Collected data entries:
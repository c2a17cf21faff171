//! Merkle root over a verified hash chain

use crate::domain::Digest;

/// Merkle root of a sequence of event digests.
///
/// Built bottom-up with SHA-256 over concatenated child pairs. An odd node
/// is promoted unchanged; the root of an empty sequence is the genesis digest.
pub fn merkle_root(leaves: &[Digest]) -> Digest {
    if leaves.is_empty() {
        return Digest::GENESIS;
    }

    let mut level: Vec<Digest> = leaves.to_vec();
    while level.len() > 1 {
        level = level
            .chunks(2)
            .map(|pair| match pair.get(1) {
                Some(right) => Digest::of_parts(&[pair[0].as_bytes(), right.as_bytes()]),
                None => pair[0],
            })
            .collect();
    }
    level[0]
}

#[cfg(test)]
mod tests {
    use super::*;

    fn leaf(n: u8) -> Digest {
        Digest::of_parts(&[&[n]])
    }

    #[test]
    fn test_empty_root_is_genesis() {
        assert_eq!(merkle_root(&[]), Digest::GENESIS);
    }

    #[test]
    fn test_single_leaf_is_root() {
        assert_eq!(merkle_root(&[leaf(1)]), leaf(1));
    }

    #[test]
    fn test_odd_leaf_promoted() {
        let (a, b, c) = (leaf(1), leaf(2), leaf(3));
        let ab = Digest::of_parts(&[a.as_bytes(), b.as_bytes()]);
        let expected = Digest::of_parts(&[ab.as_bytes(), c.as_bytes()]);
        assert_eq!(merkle_root(&[a, b, c]), expected);
    }

    #[test]
    fn test_order_matters() {
        assert_ne!(merkle_root(&[leaf(1), leaf(2)]), merkle_root(&[leaf(2), leaf(1)]));
    }
}
//! In-memory storage backend

use std::collections::{BTreeMap, BTreeSet, HashMap};
use std::sync::atomic::{AtomicU64, Ordering};

use parking_lot::RwLock;

use super::EventStorage;
use crate::aggregate::AggregateRecord;
use crate::domain::{AggregateKey, Event};
use crate::error::{StoreError, StoreResult};
use crate::snapshot::Snapshot;

#[derive(Debug, Default)]
struct Tables {
    events: HashMap<AggregateKey, Vec<Event>>,
    records: BTreeMap<AggregateKey, AggregateRecord>,
    snapshots: BTreeMap<u64, Snapshot>,
    /// Per aggregate: `(as_of_version, snapshot_id)` in order
    lineage: HashMap<AggregateKey, BTreeSet<(u64, u64)>>,
}

/// Process-local storage. Events for one aggregate live in a vector whose
/// index is `sequence_number - 1`.
#[derive(Debug)]
pub struct InMemoryStorage {
    tables: RwLock<Tables>,
    snapshot_ids: AtomicU64,
}

impl InMemoryStorage {
    pub fn new() -> Self {
        Self {
            tables: RwLock::new(Tables::default()),
            snapshot_ids: AtomicU64::new(1),
        }
    }

    /// Total number of stored events across all aggregates
    pub fn event_count(&self) -> usize {
        self.tables.read().events.values().map(Vec::len).sum()
    }
}

impl Default for InMemoryStorage {
    fn default() -> Self {
        Self::new()
    }
}

impl EventStorage for InMemoryStorage {
    fn insert_event(&self, event: Event) -> StoreResult<()> {
        let key = event.key();
        let mut tables = self.tables.write();
        let chain = tables.events.entry(key.clone()).or_default();

        let expected = chain.len() as u64 + 1;
        if event.sequence_number != expected {
            return Err(StoreError::Conflict(format!(
                "sequence {} for {} rejected: next free sequence is {}",
                event.sequence_number, key, expected
            )));
        }

        chain.push(event);
        Ok(())
    }

    fn read_events(&self, key: &AggregateKey, from: u64, to: u64) -> StoreResult<Vec<Event>> {
        let tables = self.tables.read();
        let Some(chain) = tables.events.get(key) else {
            return Ok(Vec::new());
        };

        let from = from.max(1);
        let to = to.min(chain.len() as u64);
        if from > to {
            return Ok(Vec::new());
        }
        Ok(chain[(from - 1) as usize..to as usize].to_vec())
    }

    fn last_event(&self, key: &AggregateKey) -> StoreResult<Option<Event>> {
        Ok(self
            .tables
            .read()
            .events
            .get(key)
            .and_then(|chain| chain.last().cloned()))
    }

    fn upsert_record(&self, record: AggregateRecord) -> StoreResult<()> {
        self.tables.write().records.insert(record.key(), record);
        Ok(())
    }

    fn record(&self, key: &AggregateKey) -> StoreResult<Option<AggregateRecord>> {
        Ok(self.tables.read().records.get(key).cloned())
    }

    fn records(&self, aggregate_type: Option<&str>) -> StoreResult<Vec<AggregateRecord>> {
        let tables = self.tables.read();
        Ok(tables
            .records
            .values()
            .filter(|r| aggregate_type.map_or(true, |t| r.aggregate_type == t))
            .cloned()
            .collect())
    }

    fn next_snapshot_id(&self) -> StoreResult<u64> {
        Ok(self.snapshot_ids.fetch_add(1, Ordering::SeqCst))
    }

    fn insert_snapshot(&self, snapshot: Snapshot) -> StoreResult<()> {
        let mut tables = self.tables.write();
        if tables.snapshots.contains_key(&snapshot.snapshot_id) {
            return Err(StoreError::Conflict(format!(
                "snapshot id {} already used",
                snapshot.snapshot_id
            )));
        }
        tables
            .lineage
            .entry(snapshot.key())
            .or_default()
            .insert((snapshot.as_of_version, snapshot.snapshot_id));
        tables.snapshots.insert(snapshot.snapshot_id, snapshot);
        Ok(())
    }

    fn snapshot(&self, snapshot_id: u64) -> StoreResult<Option<Snapshot>> {
        Ok(self.tables.read().snapshots.get(&snapshot_id).cloned())
    }

    fn latest_snapshot_at_or_below(
        &self,
        key: &AggregateKey,
        version: u64,
    ) -> StoreResult<Option<Snapshot>> {
        let tables = self.tables.read();
        let Some(lineage) = tables.lineage.get(key) else {
            return Ok(None);
        };
        Ok(lineage
            .range(..=(version, u64::MAX))
            .next_back()
            .and_then(|(_, snapshot_id)| tables.snapshots.get(snapshot_id))
            .cloned())
    }

    fn snapshots(
        &self,
        aggregate_type: Option<&str>,
        aggregate_id: Option<&str>,
    ) -> StoreResult<Vec<Snapshot>> {
        let tables = self.tables.read();
        Ok(tables
            .snapshots
            .values()
            .filter(|s| aggregate_type.map_or(true, |t| s.aggregate_type == t))
            .filter(|s| aggregate_id.map_or(true, |id| s.aggregate_id == id))
            .cloned()
            .collect())
    }
}

#[cfg(test)]
mod tests {
    use super::*;
    use crate::domain::{chain_hash, Digest, EventKind, EventMetadata};
    use chrono::Utc;
    use serde_json::json;
    use uuid::Uuid;

    fn event(seq: u64) -> Event {
        let payload = json!({ "n": seq });
        Event {
            aggregate_type: "order".to_string(),
            aggregate_id: "A1".to_string(),
            event_type: "ItemAdded".to_string(),
            kind: EventKind::Append,
            sequence_number: seq,
            own_hash: chain_hash(&Digest::GENESIS, &payload, seq),
            payload,
            prior_hash: Digest::GENESIS,
            metadata: EventMetadata {
                event_id: Uuid::new_v4(),
                created_at: Utc::now(),
                note: None,
                attributes: None,
            },
        }
    }

    fn key() -> AggregateKey {
        AggregateKey::new("order", "A1").unwrap()
    }

    #[test]
    fn test_insert_and_read_range() {
        let storage = InMemoryStorage::new();
        for seq in 1..=5 {
            storage.insert_event(event(seq)).unwrap();
        }

        let events = storage.read_events(&key(), 2, 4).unwrap();
        let seqs: Vec<u64> = events.iter().map(|e| e.sequence_number).collect();
        assert_eq!(seqs, vec![2, 3, 4]);

        assert_eq!(storage.read_events(&key(), 0, 100).unwrap().len(), 5);
        assert!(storage.read_events(&key(), 6, 9).unwrap().is_empty());
        assert_eq!(storage.event_count(), 5);
    }

    #[test]
    fn test_duplicate_sequence_is_conflict() {
        let storage = InMemoryStorage::new();
        storage.insert_event(event(1)).unwrap();

        let err = storage.insert_event(event(1)).unwrap_err();
        assert!(matches!(err, StoreError::Conflict(_)));
    }

    #[test]
    fn test_gap_is_conflict() {
        let storage = InMemoryStorage::new();
        let err = storage.insert_event(event(2)).unwrap_err();
        assert!(matches!(err, StoreError::Conflict(_)));
        assert!(storage.last_event(&key()).unwrap().is_none());
    }

    #[test]
    fn test_snapshot_ids_are_monotonic() {
        let storage = InMemoryStorage::new();
        let a = storage.next_snapshot_id().unwrap();
        let b = storage.next_snapshot_id().unwrap();
        assert_eq!(a, 1);
        assert_eq!(b, 2);
    }

    fn snapshot_of(snapshot_id: u64, as_of_version: u64) -> Snapshot {
        Snapshot {
            snapshot_id,
            aggregate_type: "order".to_string(),
            aggregate_id: "A1".to_string(),
            as_of_version,
            projected_state: json!({ "v": as_of_version }),
            chain_head: Digest::GENESIS,
            created_at: Utc::now(),
            comment: None,
        }
    }

    #[test]
    fn test_latest_snapshot_at_or_below() {
        let storage = InMemoryStorage::new();
        storage.insert_snapshot(snapshot_of(1, 5)).unwrap();
        storage.insert_snapshot(snapshot_of(2, 10)).unwrap();
        storage.insert_snapshot(snapshot_of(3, 5)).unwrap();

        let pick = |version| {
            storage
                .latest_snapshot_at_or_below(&key(), version)
                .unwrap()
                .map(|s| s.snapshot_id)
        };
        assert_eq!(pick(4), None);
        assert_eq!(pick(5), Some(3));
        assert_eq!(pick(9), Some(3));
        assert_eq!(pick(10), Some(2));
        assert_eq!(pick(u64::MAX), Some(2));

        let other = AggregateKey::new("order", "B2").unwrap();
        assert!(storage.latest_snapshot_at_or_below(&other, 10).unwrap().is_none());
    }
}
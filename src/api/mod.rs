//! API module
//!
//! The C-compatible boundary: `dbx_` entry points and their codec.

mod codec;
pub mod ffi;

pub use ffi::DbxHandle;
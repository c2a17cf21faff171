//! Operation options
//!
//! Every operation takes an optional JSON object. Absent or `null` means
//! all defaults; a value that does not decode is a `ParseError`.

use serde::de::DeserializeOwned;
use serde::Deserialize;
use serde_json::Value;

use crate::error::{StoreError, StoreResult};

/// Decode an options value. `None` and `null` give the defaults.
pub fn decode<T>(value: Option<Value>) -> StoreResult<T>
where
    T: DeserializeOwned + Default,
{
    match value {
        None | Some(Value::Null) => Ok(T::default()),
        Some(value) => serde_json::from_value(value).map_err(|e| StoreError::parse("options", e)),
    }
}

/// Decode a select field list: an array of strings, or `null` for none
pub fn decode_fields(value: Option<Value>) -> StoreResult<Vec<String>> {
    match value {
        None | Some(Value::Null) => Ok(Vec::new()),
        Some(Value::Array(items)) => items
            .into_iter()
            .map(|item| match item {
                Value::String(field) if !field.trim().is_empty() => Ok(field),
                other => Err(StoreError::Validation(format!(
                    "fields must be non-empty strings, got {}",
                    other
                ))),
            })
            .collect(),
        Some(_) => Err(StoreError::Validation(
            "fields must be an array of strings".to_string(),
        )),
    }
}

// =========================================================================
// Aggregates
// =========================================================================

#[derive(Debug, Clone, Default, Deserialize)]
#[serde(rename_all = "camelCase", default)]
pub struct ListAggregatesOptions {
    pub cursor: Option<String>,
    #[serde(alias = "limit")]
    pub take: Option<usize>,
    pub include_archived: bool,
    pub archived_only: bool,
    pub sort: Option<String>,
}

/// Options shared by every event-producing operation
#[derive(Debug, Clone, Default, Deserialize)]
#[serde(rename_all = "camelCase", default)]
pub struct EventOptions {
    pub note: Option<String>,
    /// Caller attributes stored beside the event; never hashed
    pub metadata: Option<Value>,
}

#[derive(Debug, Clone, Default, Deserialize)]
#[serde(rename_all = "camelCase", default)]
pub struct AppendOptions {
    pub payload: Option<Value>,
    #[serde(flatten)]
    pub event: EventOptions,
}

#[derive(Debug, Clone, Default, Deserialize)]
#[serde(rename_all = "camelCase", default)]
pub struct CreateOptions {
    pub payload: Option<Value>,
    /// Re-create an archived aggregate instead of failing with a conflict
    pub resurrect: bool,
    #[serde(flatten)]
    pub event: EventOptions,
}

#[derive(Debug, Clone, Default, Deserialize)]
#[serde(rename_all = "camelCase", default)]
pub struct ArchiveOptions {
    pub note: Option<String>,
}

#[derive(Debug, Clone, Deserialize)]
#[serde(rename_all = "camelCase", default)]
pub struct ProjectOptions {
    pub version: Option<u64>,
    /// Start from the newest usable snapshot; `false` forces a full replay
    pub use_snapshots: bool,
}

impl Default for ProjectOptions {
    fn default() -> Self {
        Self {
            version: None,
            use_snapshots: true,
        }
    }
}

// =========================================================================
// Events
// =========================================================================

#[derive(Debug, Clone, Default, Deserialize)]
#[serde(rename_all = "camelCase", default)]
pub struct ListEventsOptions {
    pub cursor: Option<String>,
    #[serde(alias = "limit")]
    pub take: Option<usize>,
    pub from_version: Option<u64>,
    pub to_version: Option<u64>,
    /// `asc` (default) or `desc`
    pub order: Option<String>,
}

// =========================================================================
// Snapshots
// =========================================================================

#[derive(Debug, Clone, Default, Deserialize)]
#[serde(rename_all = "camelCase", default)]
pub struct CreateSnapshotOptions {
    pub comment: Option<String>,
    /// Verify the hash chain first and refuse to snapshot a broken one
    pub verify: bool,
}

#[derive(Debug, Clone, Default, Deserialize)]
#[serde(rename_all = "camelCase", default)]
pub struct ListSnapshotsOptions {
    pub aggregate_type: Option<String>,
    pub aggregate_id: Option<String>,
    pub cursor: Option<String>,
    #[serde(alias = "limit")]
    pub take: Option<usize>,
}

#[derive(Debug, Clone, Deserialize)]
#[serde(rename_all = "camelCase", default)]
pub struct GetSnapshotOptions {
    pub include_state: bool,
}

impl Default for GetSnapshotOptions {
    fn default() -> Self {
        Self {
            include_state: true,
        }
    }
}
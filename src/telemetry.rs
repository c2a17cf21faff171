//! Tracing setup
//!
//! The library only emits `tracing` events; installing a subscriber is up
//! to the host. The load-test binary and `dbx_client_new` (when the config
//! carries a log filter) install one here.

use tracing_subscriber::{layer::SubscriberExt, util::SubscriberInitExt, EnvFilter};

const DEFAULT_FILTER: &str = "eventdbx_native=info";

/// Install a global subscriber.
///
/// `filter` takes precedence over `RUST_LOG`. Returns `false` when a
/// subscriber was already installed, which is not an error: the first one
/// wins.
pub fn init_tracing(filter: Option<&str>, json: bool) -> bool {
    let env_filter = match filter {
        Some(directives) => EnvFilter::try_new(directives).map_err(|e| e.to_string()),
        None => EnvFilter::try_from_default_env().map_err(|e| e.to_string()),
    }
    .unwrap_or_else(|_| EnvFilter::new(DEFAULT_FILTER));

    let registry = tracing_subscriber::registry().with(env_filter);
    let installed = if json {
        registry
            .with(tracing_subscriber::fmt::layer().json())
            .try_init()
    } else {
        registry.with(tracing_subscriber::fmt::layer()).try_init()
    };

    installed.is_ok()
}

_Activity_. Which lines of the data contain "AggregateRecord"? Copy them all.

_Written response_.
use crate::aggregate::AggregateRecord;
    records: BTreeMap<AggregateKey, AggregateRecord>,
    fn upsert_record(&self, record: AggregateRecord) -> StoreResult<()> {
    fn record(&self, key: &AggregateKey) -> StoreResult<Option<AggregateRecord>> {
    fn records(&self, aggregate_type: Option<&str>) -> StoreResult<Vec<AggregateRecord>> {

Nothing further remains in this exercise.